Consumers 'would rather chat with bots' than customer support humans

People are now more receptive of bots in customer support services, a new report by LivePerson has concluded. Consumers would rather talk to a bot than to a human, and usually rate the interaction with the digital helpers as a great one.

Even though the general opinion of bots was that they were implemented by companies to cut costs, it is now being realised that it was also (or even more) about the speed of service. 

More than half (52 per cent) of consumers globally would not rate the customer service as ‘excellent’, if they were forced to wait on the line for more than two minutes. In the US, 28 per cent is willing to wait one minute, and 25 per cent two minutes. 

When it comes to bots, globally almost four in ten (38 per cent) rate their perception of the technology as positive. A majority (51 per cent) is neutral, while 11 per cent said it perceives bots negatively. 

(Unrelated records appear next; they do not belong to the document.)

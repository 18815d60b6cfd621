//! Phase 3-4: Jaccard similarity + MinHash LSH for near-duplicate detection.
//!
//! Exact Jaccard for small pattern sets, MinHash LSH for n > 50K.

use drift_core::types::collections::{FxHashMap, FxHashSet};

use super::types::{AggregatedPattern, MergeCandidate, MergeDecision};

/// Compute exact Jaccard similarity between two sets of location keys.
///
/// J(A, B) = |A ∩ B| / |A ∪ B|
/// Returns 0.0 if both sets are empty.
pub fn jaccard_similarity(set_a: &FxHashSet<String>, set_b: &FxHashSet<String>) -> f64 {
    if set_a.is_empty() && set_b.is_empty() {
        return 0.0;
    }
    let intersection = set_a.intersection(set_b).count();
    let union = set_a.union(set_b).count();
    if union == 0 {
        return 0.0;
    }
    intersection as f64 / union as f64
}

/// Extract the location key set from an aggregated pattern (file:line).
pub fn location_key_set(pattern: &AggregatedPattern) -> FxHashSet<String> {
    pattern
        .locations
        .iter()
        .map(|loc| format!("{}:{}", loc.file, loc.line))
        .collect()
}

/// Find near-duplicate pattern pairs using exact Jaccard similarity.
///
/// O(n²) pairwise comparison — suitable for n < 50K patterns.
/// For larger sets, use MinHashIndex.
pub fn find_duplicates(
    patterns: &[&AggregatedPattern],
    flag_threshold: f64,
    auto_merge_threshold: f64,
) -> Vec<MergeCandidate> {
    let n = patterns.len();
    let mut candidates = Vec::new();

    // Pre-compute location key sets
    let key_sets: Vec<FxHashSet<String>> = patterns.iter().map(|p| location_key_set(p)).collect();

    // Pairwise comparison (same category only)
    for i in 0..n {
        for j in (i + 1)..n {
            // Only compare within same category
            if patterns[i].category != patterns[j].category {
                continue;
            }

            let sim = jaccard_similarity(&key_sets[i], &key_sets[j]);
            if sim >= flag_threshold {
                let decision = if sim >= auto_merge_threshold {
                    MergeDecision::AutoMerge
                } else {
                    MergeDecision::FlagReview
                };
                candidates.push(MergeCandidate {
                    pattern_a: patterns[i].pattern_id.clone(),
                    pattern_b: patterns[j].pattern_id.clone(),
                    similarity: sim,
                    decision,
                });
            }
        }
    }

    candidates
}

/// MinHash LSH index for approximate near-duplicate detection at scale (n > 50K).
///
/// Uses random hash permutations to create compact signatures, then LSH banding
/// to find candidate pairs in O(n) expected time.
pub struct MinHashIndex {
    num_perm: usize,
    num_bands: usize,
    rows_per_band: usize,
    /// Signatures: pattern_id → MinHash signature vector.
    signatures: FxHashMap<String, Vec<u64>>,
    /// LSH buckets: (band_index, bucket_hash) → list of pattern_ids.
    buckets: FxHashMap<(usize, u64), Vec<String>>,
}

impl MinHashIndex {
    /// Create a new MinHash LSH index.
    ///
    /// `num_perm`: number of hash permutations (higher = more accurate, default 128).
    /// `num_bands`: number of LSH bands (default 32, with 128 perms → 4 rows per band).
    pub fn new(num_perm: usize, num_bands: usize) -> Self {
        assert!(num_perm > 0 && num_bands > 0);
        assert!(
            num_perm % num_bands == 0,
            "num_perm must be divisible by num_bands"
        );
        Self {
            num_perm,
            num_bands,
            rows_per_band: num_perm / num_bands,
            signatures: FxHashMap::default(),
            buckets: FxHashMap::default(),
        }
    }

    /// Compute MinHash signature for a set of string elements.
    ///
    /// Uses universal hashing: h_i(x) = (a_i * x + b_i) mod p
    /// where a_i, b_i are deterministic per-permutation coefficients derived
    /// from a seeded PRNG, and p is a large prime.
    fn compute_signature(&self, elements: &FxHashSet<String>) -> Vec<u64> {
        let mut signature = vec![u64::MAX; self.num_perm];

        // Large Mersenne prime for universal hashing
        const PRIME: u64 = (1u64 << 61) - 1;

        for element in elements {
            let base_hash = xxhash_rust::xxh3::xxh3_64(element.as_bytes());
            for (i, sig_val) in signature.iter_mut().enumerate() {
                // Deterministic per-permutation coefficients via mixing
                let seed = i as u64;
                let a = seed.wrapping_mul(0x517cc1b727220a95).wrapping_add(0x6c62272e07bb0142) | 1;
                let b = seed.wrapping_mul(0x6c62272e07bb0142).wrapping_add(0x517cc1b727220a95);
                // Universal hash: (a * x + b) mod p
                let perm_hash = (a.wrapping_mul(base_hash).wrapping_add(b)) % PRIME;
                *sig_val = (*sig_val).min(perm_hash);
            }
        }

        signature
    }

    /// Hash a band (sub-signature) to a bucket key.
    fn band_hash(&self, signature: &[u64], band: usize) -> u64 {
        let start = band * self.rows_per_band;
        let end = start + self.rows_per_band;
        let mut hash = 0u64;
        for &val in &signature[start..end] {
            hash = hash.wrapping_mul(31).wrapping_add(val);
        }
        hash
    }

    /// Insert a pattern into the index.
    pub fn insert(&mut self, pattern_id: &str, elements: &FxHashSet<String>) {
        let sig = self.compute_signature(elements);

        // Insert into LSH buckets
        for band in 0..self.num_bands {
            let bucket_key = self.band_hash(&sig, band);
            self.buckets
                .entry((band, bucket_key))
                .or_default()
                .push(pattern_id.to_string());
        }

        self.signatures.insert(pattern_id.to_string(), sig);
    }

    /// Find candidate pairs that are likely near-duplicates.
    ///
    /// Returns pairs of pattern_ids that share at least one LSH bucket.
    pub fn find_candidates(&self) -> Vec<(String, String)> {
        let mut seen_pairs = FxHashSet::default();
        let mut candidates = Vec::new();

        for members in self.buckets.values() {
            if members.len() < 2 {
                continue;
            }
            for i in 0..members.len() {
                for j in (i + 1)..members.len() {
                    let (a, b) = if members[i] < members[j] {
                        (&members[i], &members[j])
                    } else {
                        (&members[j], &members[i])
                    };
                    let pair_key = format!("{}|{}", a, b);
                    if seen_pairs.insert(pair_key) {
                        candidates.push((a.clone(), b.clone()));
                    }
                }
            }
        }

        candidates
    }

    /// Estimate Jaccard similarity from MinHash signatures.
    pub fn estimate_similarity(&self, id_a: &str, id_b: &str) -> Option<f64> {
        let sig_a = self.signatures.get(id_a)?;
        let sig_b = self.signatures.get(id_b)?;

        let matching = sig_a
            .iter()
            .zip(sig_b.iter())
            .filter(|(a, b)| a == b)
            .count();

        Some(matching as f64 / self.num_perm as f64)
    }

    /// Number of indexed patterns.
    pub fn len(&self) -> usize {
        self.signatures.len()
    }

    /// Whether the index is empty.
    pub fn is_empty(&self) -> bool {
        self.signatures.is_empty()
    }
}

#[cfg(test)]
mod tests {
    use super::*;

    #[test]
    fn test_jaccard_identical_sets() {
        let mut a = FxHashSet::default();
        a.insert("a:1".to_string());
        a.insert("b:2".to_string());
        let sim = jaccard_similarity(&a, &a);
        assert!((sim - 1.0).abs() < 1e-10);
    }

    #[test]
    fn test_jaccard_disjoint_sets() {
        let mut a = FxHashSet::default();
        a.insert("a:1".to_string());
        let mut b = FxHashSet::default();
        b.insert("b:2".to_string());
        let sim = jaccard_similarity(&a, &b);
        assert!((sim - 0.0).abs() < 1e-10);
    }

    #[test]
    fn test_jaccard_empty_sets() {
        let a = FxHashSet::default();
        let b = FxHashSet::default();
        assert_eq!(jaccard_similarity(&a, &b), 0.0);
    }

    #[test]
    fn test_jaccard_partial_overlap() {
        let mut a = FxHashSet::default();
        a.insert("x:1".to_string());
        a.insert("x:2".to_string());
        a.insert("x:3".to_string());
        let mut b = FxHashSet::default();
        b.insert("x:1".to_string());
        b.insert("x:2".to_string());
        b.insert("x:4".to_string());
        // intersection = 2, union = 4
        let sim = jaccard_similarity(&a, &b);
        assert!((sim - 0.5).abs() < 1e-10);
    }

    #[test]
    fn test_minhash_accuracy_50_percent_overlap() {
        // Two sets with 50% Jaccard overlap: 50 shared, 25 unique each
        // True Jaccard = 50 / 100 = 0.5
        let mut set_a = FxHashSet::default();
        let mut set_b = FxHashSet::default();

        // 50 shared elements
        for i in 0..50 {
            let key = format!("shared:{}", i);
            set_a.insert(key.clone());
            set_b.insert(key);
        }
        // 25 unique to A
        for i in 0..25 {
            set_a.insert(format!("only_a:{}", i));
        }
        // 25 unique to B
        for i in 0..25 {
            set_b.insert(format!("only_b:{}", i));
        }

        let true_jaccard = jaccard_similarity(&set_a, &set_b);
        assert!((true_jaccard - 0.5).abs() < 1e-10, "True Jaccard should be 0.5");

        let mut index = MinHashIndex::new(128, 32);
        index.insert("a", &set_a);
        index.insert("b", &set_b);

        let estimate = index.estimate_similarity("a", "b").unwrap();
        assert!(
            (estimate - 0.5).abs() < 0.10,
            "MinHash estimate ({:.4}) should be within 10% of true Jaccard (0.5)",
            estimate
        );
    }

    #[test]
    fn test_minhash_accuracy_90_percent_overlap() {
        // Two sets with ~90% Jaccard overlap: 90 shared, 5 unique each
        // True Jaccard = 90 / 100 = 0.9
        let mut set_a = FxHashSet::default();
        let mut set_b = FxHashSet::default();

        for i in 0..90 {
            let key = format!("shared:{}", i);
            set_a.insert(key.clone());
            set_b.insert(key);
        }
        for i in 0..5 {
            set_a.insert(format!("only_a:{}", i));
        }
        for i in 0..5 {
            set_b.insert(format!("only_b:{}", i));
        }

        let true_jaccard = jaccard_similarity(&set_a, &set_b);
        assert!((true_jaccard - 0.9).abs() < 0.01);

        let mut index = MinHashIndex::new(128, 32);
        index.insert("a", &set_a);
        index.insert("b", &set_b);

        let estimate = index.estimate_similarity("a", "b").unwrap();
        assert!(
            (estimate - 0.9).abs() < 0.05,
            "MinHash estimate ({:.4}) should be within 5% of true Jaccard (0.9)",
            estimate
        );
    }
}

“With a more accepting attitude toward bots, the previous perception that brands and companies use bots purely to cut costs is fading,” LivePerson says.

But some are still sceptical. Fifty-six per cent would rather wait a few minutes to talk to a real person, than chat with a bot immediately. Six in ten said this is because humans still understand them better than bots. But when bots are just as good as humans, consumers would rather choose bots (55 per cent). 

"We're helping brands across industries and geographies integrate bots into their organizations through our LiveEngage for Bots platform, and we're continuing to see consumers shift to a more positive perception of bots as they experience the high-quality service that many bots offer, working alongside human customer care agents," said Rurik Bradbury, global head of communications and research at LivePerson. 

"This research is part of an ongoing effort to understand consumers' evolving perceptions of bots and provide our customers with insights and best practices for implementing bots within digital and customer care organizations."